3.9 Child abuse
Development of current concepts
A web link to the various Australian states’ child protection legislation is: http://www.aifs.gov.au/nch/pubs/issues/issues22/issues22.html.
• Child abuse is physical or psychological harm from acts of commission by parents or carers.
• Harm from omission occurs when nutrition, hygiene, health and housing needs are neglected.
• Between 50% and 70% of parents who harm their children were harmed when they were children.
The Australian National Child Protection Framework represents the public health approach as a pyramid (Fig. 3.9.1).
Child protection and the concept of mandatory reporting
A useful summary of the issues related to the mandatory reporting of child abuse was published by the Australian Institute of Family Studies in 2005 (web reference: http://www.aifs.gov.au/nch/pubs/sheets/rs3/rs3.html).
Prevalence of child abuse in Australia
The Australian Institute of Health and Welfare (www.aihw.gov.au) is responsible for collecting and collating child protection data from throughout Australia. The total number of notifications made nationally, reflecting the number of children in whom child abuse or neglect is suspected, has increased annually from 107 134 in 1999–2000 to 339 454 in 2008–2009. New South Wales contributed 63% of the total notifications. The increase reflects changes in child protection policies and practices, and an increased public awareness of child abuse. It is not clear whether the increased rate of notification is due to an increase in child abuse. In Australia, estimates of the current incidence of child abuse range between 10 and 20 cases per 1000 live births.

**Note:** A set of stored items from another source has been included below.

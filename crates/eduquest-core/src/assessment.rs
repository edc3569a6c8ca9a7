//! The assessment screen: load questions, collect answers, submit.
//!
//! ```text
//! Loading -> Error
//!         -> Ready -> Results
//! ```

use anyhow::Result;
use thiserror::Error;
use tokio_util::sync::CancellationToken;
use tracing::{info, warn};

use crate::error::is_cancelled;
use crate::model::{AnswerMap, Preferences, Question};
use crate::notify::Notifier;
use crate::scoring::{score_assessment, AssessmentResult};
use crate::traits::LearningApi;

/// Where the assessment screen is.
#[derive(Debug, Clone, PartialEq)]
pub enum AssessmentState {
    Loading,
    Error(String),
    Ready,
    Results(AssessmentResult),
}

/// Local refusals of the assessment runner.
#[derive(Debug, Error, PartialEq, Eq)]
pub enum AssessmentError {
    #[error("assessment is not ready")]
    NotReady,
    #[error("question {index} does not exist (assessment has {count})")]
    NoSuchQuestion { index: usize, count: usize },
    #[error("{unanswered} question(s) still unanswered")]
    Incomplete { unanswered: usize },
}

/// Drives one assessment from generation to results.
#[derive(Debug)]
pub struct AssessmentRunner {
    state: AssessmentState,
    questions: Vec<Question>,
    answers: AnswerMap,
}

impl Default for AssessmentRunner {
    fn default() -> Self {
        Self::new()
    }
}

impl AssessmentRunner {
    pub fn new() -> Self {
        Self {
            state: AssessmentState::Loading,
            questions: Vec::new(),
            answers: AnswerMap::new(),
        }
    }

    pub fn state(&self) -> &AssessmentState {
        &self.state
    }

    pub fn questions(&self) -> &[Question] {
        &self.questions
    }

    pub fn answers(&self) -> &AnswerMap {
        &self.answers
    }

    /// Generate the question set. Moves to `Ready`, or to `Error` when the
    /// API fails or returns no questions.
    pub async fn load(
        &mut self,
        api: &dyn LearningApi,
        preferences: &Preferences,
        notifier: &dyn Notifier,
        cancel: &CancellationToken,
    ) -> Result<()> {
        self.state = AssessmentState::Loading;
        match api.generate_assessment(preferences, cancel).await {
            Ok(questions) if questions.is_empty() => {
                warn!("assessment generation returned no questions");
                notifier.error("Failed to generate assessment");
                self.state = AssessmentState::Error("no questions were generated".into());
            }
            Ok(questions) => {
                info!(count = questions.len(), "assessment generated");
                self.questions = questions;
                self.answers = AnswerMap::new();
                self.state = AssessmentState::Ready;
                notifier.success("Assessment generated successfully!");
            }
            Err(e) if is_cancelled(&e) => return Err(e),
            Err(e) => {
                warn!("assessment generation failed: {e:#}");
                notifier.error("Failed to generate assessment");
                self.state = AssessmentState::Error(format!("{e:#}"));
            }
        }
        Ok(())
    }

    /// Record an answer for a 1-based question index.
    pub fn answer(&mut self, index: usize, text: impl Into<String>) -> Result<(), AssessmentError> {
        if self.state != AssessmentState::Ready {
            return Err(AssessmentError::NotReady);
        }
        let count = self.questions.len();
        if index == 0 || index > count {
            return Err(AssessmentError::NoSuchQuestion { index, count });
        }
        self.answers.set(index, text);
        Ok(())
    }

    /// True when every question has a non-blank answer.
    pub fn can_submit(&self) -> bool {
        self.state == AssessmentState::Ready && self.answers.is_complete(self.questions.len())
    }

    /// Score the answers and move to `Results`.
    ///
    /// Refused while [`can_submit`](Self::can_submit) is false. If any scoring
    /// call fails the runner stays `Ready` with its answers untouched.
    pub async fn submit(
        &mut self,
        api: &dyn LearningApi,
        notifier: &dyn Notifier,
        cancel: &CancellationToken,
    ) -> Result<AssessmentResult> {
        if self.state != AssessmentState::Ready {
            return Err(AssessmentError::NotReady.into());
        }
        if !self.can_submit() {
            let unanswered = (1..=self.questions.len())
                .filter(|&i| !matches!(self.answers.get(i), Some(a) if !a.trim().is_empty()))
                .count();
            return Err(AssessmentError::Incomplete { unanswered }.into());
        }

        match score_assessment(&self.questions, &self.answers, api, cancel).await {
            Ok(result) => {
                info!(score = result.score, "assessment scored");
                notifier.success("Assessment submitted successfully!");
                self.state = AssessmentState::Results(result.clone());
                Ok(result)
            }
            Err(e) if is_cancelled(&e) => Err(e),
            Err(e) => {
                warn!("assessment submission failed: {e:#}");
                notifier.error("Failed to submit assessment");
                Err(e)
            }
        }
    }
}
//! The Q&A step, shared by both portals.

use anyhow::Result;
use tokio::io::AsyncBufRead;

use eduquest_core::error::is_cancelled;
use eduquest_core::portal::Portal;
use eduquest_core::qa::QaPanel;
use eduquest_core::traits::LearningApi;

use super::Context;
use crate::console::{ConsoleNotifier, Prompter};

/// How the Q&A step was left.
#[derive(Debug, Clone, Copy, PartialEq, Eq)]
pub enum Exit {
    /// Input ran out.
    Finished,
    /// The assessment was staged.
    Assessment,
    /// The user stepped back to the portal's entry step.
    Back,
}

/// Answer `questions` if any were given on the command line, otherwise read
/// them from `input` until it runs out.
pub async fn run<R: AsyncBufRead + Unpin>(
    portal: &mut Portal,
    api: &dyn LearningApi,
    questions: &[String],
    assess: bool,
    input: &mut Prompter<R>,
    ctx: &Context,
) -> Result<Exit> {
    let mut panel = QaPanel::new();
    println!("\nAsk questions about the course material.");

    if questions.is_empty() {
        eprintln!("Type a question, /assessment to take the assessment, or /back to go back.");
        while let Some(line) = input.line("> ").await? {
            match line.as_str() {
                "/assessment" => return stage(portal, ctx),
                "/back" => {
                    portal.back()?;
                    return Ok(Exit::Back);
                }
                question => ask(&mut panel, question, api, ctx).await?,
            }
        }
    } else {
        for question in questions {
            ask(&mut panel, question, api, ctx).await?;
        }
    }

    if assess {
        stage(portal, ctx)
    } else {
        Ok(Exit::Finished)
    }
}

async fn ask(
    panel: &mut QaPanel,
    question: &str,
    api: &dyn LearningApi,
    ctx: &Context,
) -> Result<()> {
    match panel.ask(question, api, &ConsoleNotifier, &ctx.cancel).await {
        Ok(Some(answer)) => println!("\nQ: {question}\nA: {answer}"),
        Ok(None) => {}
        Err(e) if is_cancelled(&e) => return Err(e),
        // Already reported; the next question may still succeed.
        Err(_) => {}
    }
    Ok(())
}

fn stage(portal: &mut Portal, ctx: &Context) -> Result<Exit> {
    let mut session = ctx.session()?;
    portal.enter_assessment(&mut session)?;
    println!(
        "\nAssessment ready. Run `eduquest assessment` to begin (session {}).",
        session.id()
    );
    Ok(Exit::Assessment)
}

Principles of interagency practice in relation to the management of suspected child abuse or neglect
• the presence of policies, procedures and guidelines to address roles, responsibilities, referral practices, timeframes for assessments
• a process for the exchange of information in relation to children who are suspected of having been abused in the context of what is legally appropriate and professionally ethical
• a joint decision-making process between tertiary agencies specifically related to the outcomes and interpretations of assessments, the types of intervention and the provision of treatment to abused children.
Health
• Recognition of adversity in families and ensuring its active resolution
• Recognition of children in whom abuse/neglect may have occurred
• Ensuring that the child’s situation is properly assessed in relation to health and safety needs
• Complying with local legal notification requirements for suspected abuse/neglect
• Determining the ongoing role of the health agency according to agreed interagency practice
• Working to maintain an ongoing professional relationship with families after abuse has been suspected
• Provision of specialist forensic health services to children suspected of having been abused or neglected, complementing community services and the police. These include forensic medical and psychosocial assessment and therapeutic services.
Community services
• Investigation of notifications/reports of suspected child abuse/neglect
• Coordination with health units and police of each agency’s respective role
• Facilitation of the assessment of children in whom abuse/neglect is suspected
• Establishment of the level of danger/safety of children who have been abused or neglected
• Seeking of court child protection orders, when considered necessary, for abused/neglected children, particularly for those who remain in unsafe circumstances
• Optimal placement of children removed from their families because of abuse/neglect
• Ensuring that adequate therapy is provided to children in whom abuse/neglect has been substantiated.